→ Material for this task:

'''

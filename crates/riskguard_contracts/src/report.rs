#![forbid(unsafe_code)]

use std::collections::BTreeMap;

use serde::{Deserialize, Serialize};

use crate::common::validate_range;
use crate::policy::{Action, RiskTier, SCORE_MAX, SCORE_MIN};
use crate::signal::Signal;
use crate::{ContractViolation, ReasonCodeId, Validate};

#[derive(Debug, Clone, PartialEq, Serialize, Deserialize)]
#[serde(rename_all = "camelCase")]
pub struct ScoreReport {
    pub total: f64,
    pub is_high_risk: bool,
    pub signals: Vec<Signal>,
    pub summary: String,
    pub category_totals: BTreeMap<String, f64>,
    pub hard_override_applied: bool,
}

impl Validate for ScoreReport {
    fn validate(&self) -> Result<(), ContractViolation> {
        validate_range("score_report.total", self.total, SCORE_MIN, SCORE_MAX)?;
        for total in self.category_totals.values() {
            validate_range("score_report.category_totals", *total, SCORE_MIN, SCORE_MAX)?;
        }
        Ok(())
    }
}

#[derive(Debug, Clone, Copy, PartialEq, Eq, Serialize, Deserialize)]
#[serde(rename_all = "camelCase")]
pub enum ProviderFailureReason {
    Error,
    Panicked,
    TimedOut,
    InvalidSignal,
}

impl ProviderFailureReason {
    pub fn as_str(self) -> &'static str {
        match self {
            ProviderFailureReason::Error => "ERROR",
            ProviderFailureReason::Panicked => "PANICKED",
            ProviderFailureReason::TimedOut => "TIMED_OUT",
            ProviderFailureReason::InvalidSignal => "INVALID_SIGNAL",
        }
    }
}

/// One provider's collection was skipped; never fatal to the evaluation.
#[derive(Debug, Clone, PartialEq, Eq, Serialize, Deserialize)]
#[serde(rename_all = "camelCase")]
pub struct ProviderFailure {
    pub provider_id: String,
    pub reason: ProviderFailureReason,
    pub message: String,
}

/// Backend-aggregated fields; merged into the report, never scored.
#[derive(Debug, Clone, PartialEq, Eq, Default, Serialize, Deserialize)]
#[serde(rename_all = "camelCase", default)]
pub struct ServerFields {
    pub ip_reputation: Option<String>,
    pub asn: Option<u32>,
    pub co_location_count: Option<u32>,
    pub extra: BTreeMap<String, String>,
}

impl ServerFields {
    /// Field-wise merge; values already present win.
    pub fn merged_with(mut self, other: ServerFields) -> ServerFields {
        self.ip_reputation = self.ip_reputation.or(other.ip_reputation);
        self.asn = self.asn.or(other.asn);
        self.co_location_count = self.co_location_count.or(other.co_location_count);
        for (k, v) in other.extra {
            self.extra.entry(k).or_insert(v);
        }
        self
    }
}

#[derive(Debug, Clone, PartialEq, Serialize, Deserialize)]
#[serde(rename_all = "camelCase")]
pub struct Verdict {
    pub score: f64,
    pub tier: RiskTier,
    pub action: Action,
    pub fired_rule_ids: Vec<String>,
    pub contributing_signal_ids: Vec<String>,
    pub policy_version: i64,
    pub scenario: String,
    pub experiment_buckets: BTreeMap<String, u8>,
    pub blacklist_hit: Option<String>,
    pub whitelisted: bool,
    #[serde(skip)]
    pub reason_code: Option<ReasonCodeId>,
}

impl Validate for Verdict {
    fn validate(&self) -> Result<(), ContractViolation> {
        validate_range("verdict.score", self.score, SCORE_MIN, SCORE_MAX)?;
        if self.blacklist_hit.is_some() && self.action != Action::Block {
            return Err(ContractViolation::InvalidValue {
                field: "verdict.action",
                reason: "blacklist hit must block",
            });
        }
        Ok(())
    }
}

/// Final output of one evaluation, handed to the host for rendering or
/// transmission. Evidence values inside `signals` are untrusted text.
#[derive(Debug, Clone, PartialEq, Serialize, Deserialize)]
#[serde(rename_all = "camelCase")]
pub struct RiskReport {
    pub verdict: Verdict,
    pub score_report: ScoreReport,
    pub provider_failures: Vec<ProviderFailure>,
    pub server_fields: BTreeMap<String, ServerFields>,
}

impl RiskReport {
    pub fn signals(&self) -> &[Signal] {
        &self.score_report.signals
    }

    /// Returns a new report with `fields` attached under `provider_id`.
    pub fn enrich(mut self, provider_id: impl Into<String>, fields: ServerFields) -> RiskReport {
        let provider_id = provider_id.into();
        let merged = match self.server_fields.remove(&provider_id) {
            Some(existing) => existing.merged_with(fields),
            None => fields,
        };
        self.server_fields.insert(provider_id, merged);
        self
    }
}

'''

→ Work task: The answer should be only the number of lines in the data that contain the string "InvalidSignal".

→ Answer box: 2